Exercise —
Would you return every line of the listing below that has "body" in it?
** Record extracts follows **
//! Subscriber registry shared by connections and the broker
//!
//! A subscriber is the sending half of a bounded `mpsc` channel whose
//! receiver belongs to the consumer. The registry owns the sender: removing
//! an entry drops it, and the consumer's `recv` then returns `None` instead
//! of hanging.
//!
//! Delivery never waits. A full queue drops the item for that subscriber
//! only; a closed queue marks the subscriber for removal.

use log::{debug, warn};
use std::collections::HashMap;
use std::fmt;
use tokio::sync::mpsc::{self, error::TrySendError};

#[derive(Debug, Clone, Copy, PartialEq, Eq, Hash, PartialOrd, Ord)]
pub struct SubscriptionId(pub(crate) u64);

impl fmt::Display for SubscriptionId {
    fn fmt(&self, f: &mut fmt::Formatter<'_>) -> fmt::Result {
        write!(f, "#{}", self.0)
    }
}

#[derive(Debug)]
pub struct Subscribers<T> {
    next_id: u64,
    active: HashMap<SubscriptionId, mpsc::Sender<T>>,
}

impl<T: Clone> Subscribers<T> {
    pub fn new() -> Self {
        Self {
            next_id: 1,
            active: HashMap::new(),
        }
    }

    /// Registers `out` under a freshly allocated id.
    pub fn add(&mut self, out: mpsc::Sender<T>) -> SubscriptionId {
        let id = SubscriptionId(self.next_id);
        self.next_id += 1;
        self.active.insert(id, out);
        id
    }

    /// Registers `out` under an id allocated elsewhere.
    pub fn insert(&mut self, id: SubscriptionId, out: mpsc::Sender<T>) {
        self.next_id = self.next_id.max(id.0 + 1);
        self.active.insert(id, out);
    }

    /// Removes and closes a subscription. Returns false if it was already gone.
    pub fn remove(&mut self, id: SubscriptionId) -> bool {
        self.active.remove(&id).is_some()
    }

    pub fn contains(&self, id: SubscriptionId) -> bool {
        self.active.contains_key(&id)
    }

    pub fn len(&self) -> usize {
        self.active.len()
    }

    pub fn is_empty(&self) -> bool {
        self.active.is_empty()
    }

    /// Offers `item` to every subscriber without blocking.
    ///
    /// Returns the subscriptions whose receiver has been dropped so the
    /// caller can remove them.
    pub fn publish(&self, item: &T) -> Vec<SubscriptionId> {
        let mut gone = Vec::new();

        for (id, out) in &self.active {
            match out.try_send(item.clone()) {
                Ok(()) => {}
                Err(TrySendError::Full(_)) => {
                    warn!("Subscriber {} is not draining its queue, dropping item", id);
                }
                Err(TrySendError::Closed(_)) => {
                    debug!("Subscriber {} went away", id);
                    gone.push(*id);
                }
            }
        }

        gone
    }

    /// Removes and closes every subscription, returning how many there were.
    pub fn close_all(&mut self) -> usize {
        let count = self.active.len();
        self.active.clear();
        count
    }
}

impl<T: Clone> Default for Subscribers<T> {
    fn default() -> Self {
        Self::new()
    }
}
** End of Record extracts **
** Record extracts follows **
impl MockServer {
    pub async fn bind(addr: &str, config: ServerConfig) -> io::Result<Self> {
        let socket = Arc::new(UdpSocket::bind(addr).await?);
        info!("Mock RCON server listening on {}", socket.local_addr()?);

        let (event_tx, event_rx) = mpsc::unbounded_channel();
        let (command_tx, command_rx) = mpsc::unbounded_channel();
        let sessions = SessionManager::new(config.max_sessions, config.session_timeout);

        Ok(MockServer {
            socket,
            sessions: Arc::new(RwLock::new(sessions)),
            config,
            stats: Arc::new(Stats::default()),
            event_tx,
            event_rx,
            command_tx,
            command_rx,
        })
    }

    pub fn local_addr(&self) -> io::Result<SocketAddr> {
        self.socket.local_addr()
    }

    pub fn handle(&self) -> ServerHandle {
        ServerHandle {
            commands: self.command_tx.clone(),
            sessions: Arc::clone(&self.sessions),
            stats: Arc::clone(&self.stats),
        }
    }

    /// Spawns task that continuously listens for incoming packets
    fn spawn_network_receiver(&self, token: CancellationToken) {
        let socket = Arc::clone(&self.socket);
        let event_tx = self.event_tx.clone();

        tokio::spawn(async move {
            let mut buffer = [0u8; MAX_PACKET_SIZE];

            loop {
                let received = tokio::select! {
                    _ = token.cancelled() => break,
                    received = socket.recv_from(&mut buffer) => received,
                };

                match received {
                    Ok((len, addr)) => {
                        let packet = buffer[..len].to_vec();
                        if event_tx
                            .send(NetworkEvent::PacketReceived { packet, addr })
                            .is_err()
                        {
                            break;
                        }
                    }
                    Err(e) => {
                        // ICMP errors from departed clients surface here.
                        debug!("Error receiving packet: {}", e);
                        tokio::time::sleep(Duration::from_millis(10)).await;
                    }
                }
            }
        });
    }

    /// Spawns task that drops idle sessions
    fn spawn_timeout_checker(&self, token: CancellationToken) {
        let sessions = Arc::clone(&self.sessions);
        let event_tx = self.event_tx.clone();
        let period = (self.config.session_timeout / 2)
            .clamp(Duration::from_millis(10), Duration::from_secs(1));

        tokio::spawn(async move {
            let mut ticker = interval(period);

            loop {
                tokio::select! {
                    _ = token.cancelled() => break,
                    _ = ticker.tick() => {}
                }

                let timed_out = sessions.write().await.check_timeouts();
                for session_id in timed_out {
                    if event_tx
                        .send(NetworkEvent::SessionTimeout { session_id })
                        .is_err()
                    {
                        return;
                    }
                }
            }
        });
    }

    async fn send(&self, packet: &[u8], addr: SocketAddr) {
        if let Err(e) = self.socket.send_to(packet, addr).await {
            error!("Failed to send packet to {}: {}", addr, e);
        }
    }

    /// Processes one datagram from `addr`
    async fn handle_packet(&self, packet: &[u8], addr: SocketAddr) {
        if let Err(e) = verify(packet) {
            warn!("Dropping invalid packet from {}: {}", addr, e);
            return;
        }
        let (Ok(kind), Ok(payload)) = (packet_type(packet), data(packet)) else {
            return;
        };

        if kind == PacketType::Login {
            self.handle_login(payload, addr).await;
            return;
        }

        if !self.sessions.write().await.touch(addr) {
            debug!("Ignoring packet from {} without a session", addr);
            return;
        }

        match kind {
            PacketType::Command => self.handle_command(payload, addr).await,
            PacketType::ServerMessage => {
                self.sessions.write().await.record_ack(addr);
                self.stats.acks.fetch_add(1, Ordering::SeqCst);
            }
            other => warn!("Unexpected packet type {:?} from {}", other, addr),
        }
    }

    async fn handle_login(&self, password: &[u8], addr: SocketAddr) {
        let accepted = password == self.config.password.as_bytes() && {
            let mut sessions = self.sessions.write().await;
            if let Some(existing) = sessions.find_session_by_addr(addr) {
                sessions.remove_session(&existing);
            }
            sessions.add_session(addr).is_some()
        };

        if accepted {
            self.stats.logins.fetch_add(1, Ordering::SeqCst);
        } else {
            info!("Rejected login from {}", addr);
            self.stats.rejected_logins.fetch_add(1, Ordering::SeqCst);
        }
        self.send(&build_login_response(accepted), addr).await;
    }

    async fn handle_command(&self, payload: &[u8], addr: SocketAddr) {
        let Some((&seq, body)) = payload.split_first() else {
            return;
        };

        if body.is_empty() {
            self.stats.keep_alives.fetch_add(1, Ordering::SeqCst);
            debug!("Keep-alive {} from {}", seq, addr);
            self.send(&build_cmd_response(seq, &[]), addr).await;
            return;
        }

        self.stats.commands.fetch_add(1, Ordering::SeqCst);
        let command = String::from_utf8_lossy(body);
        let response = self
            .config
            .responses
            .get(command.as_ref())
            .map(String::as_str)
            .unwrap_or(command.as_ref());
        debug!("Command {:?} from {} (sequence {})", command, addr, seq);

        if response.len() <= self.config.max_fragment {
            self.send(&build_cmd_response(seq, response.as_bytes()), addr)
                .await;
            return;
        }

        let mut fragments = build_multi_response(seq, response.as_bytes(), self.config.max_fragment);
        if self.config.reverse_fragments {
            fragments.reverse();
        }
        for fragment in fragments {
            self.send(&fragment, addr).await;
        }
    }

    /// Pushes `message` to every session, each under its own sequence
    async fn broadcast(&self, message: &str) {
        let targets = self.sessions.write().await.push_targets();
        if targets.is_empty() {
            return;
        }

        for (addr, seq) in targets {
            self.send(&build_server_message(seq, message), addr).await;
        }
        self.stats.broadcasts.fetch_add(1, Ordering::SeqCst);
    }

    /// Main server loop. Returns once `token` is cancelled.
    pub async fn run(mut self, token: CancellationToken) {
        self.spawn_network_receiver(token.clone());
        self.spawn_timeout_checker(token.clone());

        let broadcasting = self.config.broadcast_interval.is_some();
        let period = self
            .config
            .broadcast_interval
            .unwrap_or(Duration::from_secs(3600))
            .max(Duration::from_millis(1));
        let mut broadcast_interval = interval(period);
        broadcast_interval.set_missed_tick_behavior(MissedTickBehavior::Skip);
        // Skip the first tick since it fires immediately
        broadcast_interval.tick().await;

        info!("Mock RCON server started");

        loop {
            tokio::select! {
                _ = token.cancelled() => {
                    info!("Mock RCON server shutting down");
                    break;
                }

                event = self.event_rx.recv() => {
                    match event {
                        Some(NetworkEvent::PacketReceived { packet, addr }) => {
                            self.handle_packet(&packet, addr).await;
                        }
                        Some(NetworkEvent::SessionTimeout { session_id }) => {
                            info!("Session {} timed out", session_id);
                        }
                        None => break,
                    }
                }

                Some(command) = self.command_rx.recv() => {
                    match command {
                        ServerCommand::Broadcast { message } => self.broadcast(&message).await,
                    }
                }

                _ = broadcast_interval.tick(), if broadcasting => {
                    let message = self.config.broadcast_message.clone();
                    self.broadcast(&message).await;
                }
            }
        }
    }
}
** End of Record extracts **
** Record extracts follows **
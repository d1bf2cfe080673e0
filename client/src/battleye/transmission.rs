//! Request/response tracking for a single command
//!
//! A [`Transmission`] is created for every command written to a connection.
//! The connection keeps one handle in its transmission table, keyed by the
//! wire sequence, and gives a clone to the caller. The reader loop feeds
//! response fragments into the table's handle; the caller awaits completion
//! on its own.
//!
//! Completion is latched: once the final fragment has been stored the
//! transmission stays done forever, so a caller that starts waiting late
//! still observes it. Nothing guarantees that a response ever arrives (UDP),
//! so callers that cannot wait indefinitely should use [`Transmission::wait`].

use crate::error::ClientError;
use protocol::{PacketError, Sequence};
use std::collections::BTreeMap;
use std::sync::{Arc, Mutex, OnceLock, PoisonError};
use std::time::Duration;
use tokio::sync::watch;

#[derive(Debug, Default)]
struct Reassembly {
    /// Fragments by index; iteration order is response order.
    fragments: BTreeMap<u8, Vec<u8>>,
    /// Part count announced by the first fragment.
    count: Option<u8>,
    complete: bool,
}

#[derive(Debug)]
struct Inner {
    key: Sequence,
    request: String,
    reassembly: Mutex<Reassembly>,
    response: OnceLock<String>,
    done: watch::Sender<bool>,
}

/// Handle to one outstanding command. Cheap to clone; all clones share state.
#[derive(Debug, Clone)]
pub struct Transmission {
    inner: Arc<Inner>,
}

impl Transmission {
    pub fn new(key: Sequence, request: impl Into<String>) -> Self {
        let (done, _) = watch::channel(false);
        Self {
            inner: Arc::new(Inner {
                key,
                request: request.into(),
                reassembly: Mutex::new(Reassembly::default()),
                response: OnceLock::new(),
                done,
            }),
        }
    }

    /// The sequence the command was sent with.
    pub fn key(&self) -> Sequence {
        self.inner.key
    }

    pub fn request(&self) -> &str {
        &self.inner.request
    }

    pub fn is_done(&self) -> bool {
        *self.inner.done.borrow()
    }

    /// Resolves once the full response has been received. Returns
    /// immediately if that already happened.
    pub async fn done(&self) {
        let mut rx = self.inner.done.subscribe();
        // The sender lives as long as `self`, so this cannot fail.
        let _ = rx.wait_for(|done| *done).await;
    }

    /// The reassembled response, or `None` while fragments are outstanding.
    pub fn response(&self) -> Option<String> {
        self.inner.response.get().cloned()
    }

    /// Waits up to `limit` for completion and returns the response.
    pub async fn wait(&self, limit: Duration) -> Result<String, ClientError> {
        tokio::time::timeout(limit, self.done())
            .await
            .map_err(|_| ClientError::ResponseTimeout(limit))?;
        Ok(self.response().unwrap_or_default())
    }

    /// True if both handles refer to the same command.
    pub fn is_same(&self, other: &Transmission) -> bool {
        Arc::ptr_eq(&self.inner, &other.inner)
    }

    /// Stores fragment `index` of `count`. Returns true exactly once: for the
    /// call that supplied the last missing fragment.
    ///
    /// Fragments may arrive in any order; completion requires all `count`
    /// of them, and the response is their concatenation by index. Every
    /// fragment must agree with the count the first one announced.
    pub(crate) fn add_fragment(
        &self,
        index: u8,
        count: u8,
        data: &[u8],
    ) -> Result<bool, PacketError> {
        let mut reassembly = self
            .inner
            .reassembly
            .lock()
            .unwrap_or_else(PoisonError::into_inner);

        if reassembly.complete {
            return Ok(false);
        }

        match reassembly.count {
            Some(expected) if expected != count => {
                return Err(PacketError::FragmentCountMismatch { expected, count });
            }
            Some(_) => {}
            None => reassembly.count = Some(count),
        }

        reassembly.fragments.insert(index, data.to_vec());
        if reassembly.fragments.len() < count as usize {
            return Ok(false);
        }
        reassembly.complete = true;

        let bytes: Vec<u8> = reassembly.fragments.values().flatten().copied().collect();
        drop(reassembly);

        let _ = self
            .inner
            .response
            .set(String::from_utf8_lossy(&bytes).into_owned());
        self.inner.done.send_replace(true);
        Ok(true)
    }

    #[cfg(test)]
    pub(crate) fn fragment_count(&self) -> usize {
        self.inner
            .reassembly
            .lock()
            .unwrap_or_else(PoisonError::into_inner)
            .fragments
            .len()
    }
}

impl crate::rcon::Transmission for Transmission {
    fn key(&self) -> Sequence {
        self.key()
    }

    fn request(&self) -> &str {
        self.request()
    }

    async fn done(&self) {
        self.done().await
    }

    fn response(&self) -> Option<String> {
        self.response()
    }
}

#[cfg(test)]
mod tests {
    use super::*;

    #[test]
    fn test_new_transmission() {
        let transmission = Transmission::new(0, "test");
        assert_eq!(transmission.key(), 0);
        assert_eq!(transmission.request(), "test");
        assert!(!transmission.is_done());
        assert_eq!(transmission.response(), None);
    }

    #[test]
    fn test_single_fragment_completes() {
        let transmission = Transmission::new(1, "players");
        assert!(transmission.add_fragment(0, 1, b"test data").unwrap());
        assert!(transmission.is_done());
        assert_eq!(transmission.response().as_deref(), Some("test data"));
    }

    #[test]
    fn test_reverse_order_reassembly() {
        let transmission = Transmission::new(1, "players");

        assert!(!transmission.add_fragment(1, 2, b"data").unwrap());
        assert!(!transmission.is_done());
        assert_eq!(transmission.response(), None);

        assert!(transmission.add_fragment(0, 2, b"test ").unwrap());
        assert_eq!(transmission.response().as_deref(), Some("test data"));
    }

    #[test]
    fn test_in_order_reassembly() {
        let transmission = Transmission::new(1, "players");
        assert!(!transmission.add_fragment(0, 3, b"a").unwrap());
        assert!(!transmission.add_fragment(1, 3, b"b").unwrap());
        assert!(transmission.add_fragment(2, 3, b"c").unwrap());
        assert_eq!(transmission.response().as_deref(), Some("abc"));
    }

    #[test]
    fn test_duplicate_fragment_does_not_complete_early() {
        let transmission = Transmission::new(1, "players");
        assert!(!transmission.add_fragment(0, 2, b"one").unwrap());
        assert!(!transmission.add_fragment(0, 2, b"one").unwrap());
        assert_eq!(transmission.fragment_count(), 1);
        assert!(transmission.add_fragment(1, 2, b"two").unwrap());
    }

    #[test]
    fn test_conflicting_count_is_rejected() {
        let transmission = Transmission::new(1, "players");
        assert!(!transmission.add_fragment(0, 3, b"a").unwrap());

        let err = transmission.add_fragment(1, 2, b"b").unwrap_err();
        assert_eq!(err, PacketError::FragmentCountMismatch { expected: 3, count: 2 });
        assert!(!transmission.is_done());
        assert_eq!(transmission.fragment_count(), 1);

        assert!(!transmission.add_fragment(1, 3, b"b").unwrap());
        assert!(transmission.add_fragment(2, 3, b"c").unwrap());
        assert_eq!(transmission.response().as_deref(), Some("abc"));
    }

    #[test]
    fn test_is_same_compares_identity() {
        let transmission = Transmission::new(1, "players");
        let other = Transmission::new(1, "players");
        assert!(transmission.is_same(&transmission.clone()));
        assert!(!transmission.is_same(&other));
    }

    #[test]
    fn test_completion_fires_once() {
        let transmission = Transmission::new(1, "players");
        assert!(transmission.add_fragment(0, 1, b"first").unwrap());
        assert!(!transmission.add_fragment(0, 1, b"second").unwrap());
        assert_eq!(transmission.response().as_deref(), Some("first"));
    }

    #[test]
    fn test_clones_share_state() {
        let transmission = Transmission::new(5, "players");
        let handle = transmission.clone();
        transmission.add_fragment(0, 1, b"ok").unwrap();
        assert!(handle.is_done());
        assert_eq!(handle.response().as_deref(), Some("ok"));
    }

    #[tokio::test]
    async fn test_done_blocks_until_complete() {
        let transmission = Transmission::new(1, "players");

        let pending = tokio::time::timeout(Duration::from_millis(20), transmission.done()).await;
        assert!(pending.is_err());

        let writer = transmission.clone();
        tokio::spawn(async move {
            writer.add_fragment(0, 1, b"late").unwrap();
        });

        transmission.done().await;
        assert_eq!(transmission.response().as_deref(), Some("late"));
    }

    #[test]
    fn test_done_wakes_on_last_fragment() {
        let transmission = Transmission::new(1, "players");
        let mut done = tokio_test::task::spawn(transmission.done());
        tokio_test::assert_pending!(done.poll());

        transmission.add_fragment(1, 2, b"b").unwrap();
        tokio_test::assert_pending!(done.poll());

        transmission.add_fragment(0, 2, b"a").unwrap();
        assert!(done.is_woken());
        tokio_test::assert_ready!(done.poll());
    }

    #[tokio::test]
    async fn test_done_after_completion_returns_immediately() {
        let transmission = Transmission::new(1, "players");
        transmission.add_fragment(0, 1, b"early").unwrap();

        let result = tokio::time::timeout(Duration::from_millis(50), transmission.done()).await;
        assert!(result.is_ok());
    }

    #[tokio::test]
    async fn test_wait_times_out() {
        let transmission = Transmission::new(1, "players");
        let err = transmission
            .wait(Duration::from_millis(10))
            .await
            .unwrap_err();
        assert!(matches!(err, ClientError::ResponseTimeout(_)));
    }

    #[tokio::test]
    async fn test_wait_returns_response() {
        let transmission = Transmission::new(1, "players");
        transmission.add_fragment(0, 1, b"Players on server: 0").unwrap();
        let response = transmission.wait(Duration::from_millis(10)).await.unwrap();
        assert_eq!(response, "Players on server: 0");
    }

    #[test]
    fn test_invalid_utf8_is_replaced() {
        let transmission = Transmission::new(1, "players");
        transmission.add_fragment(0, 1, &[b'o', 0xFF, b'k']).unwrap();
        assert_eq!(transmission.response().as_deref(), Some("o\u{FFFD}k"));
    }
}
** End of Record extracts **
Output of the task —
        let Some((&seq, body)) = payload.split_first() else {
        if body.is_empty() {
        let command = String::from_utf8_lossy(body);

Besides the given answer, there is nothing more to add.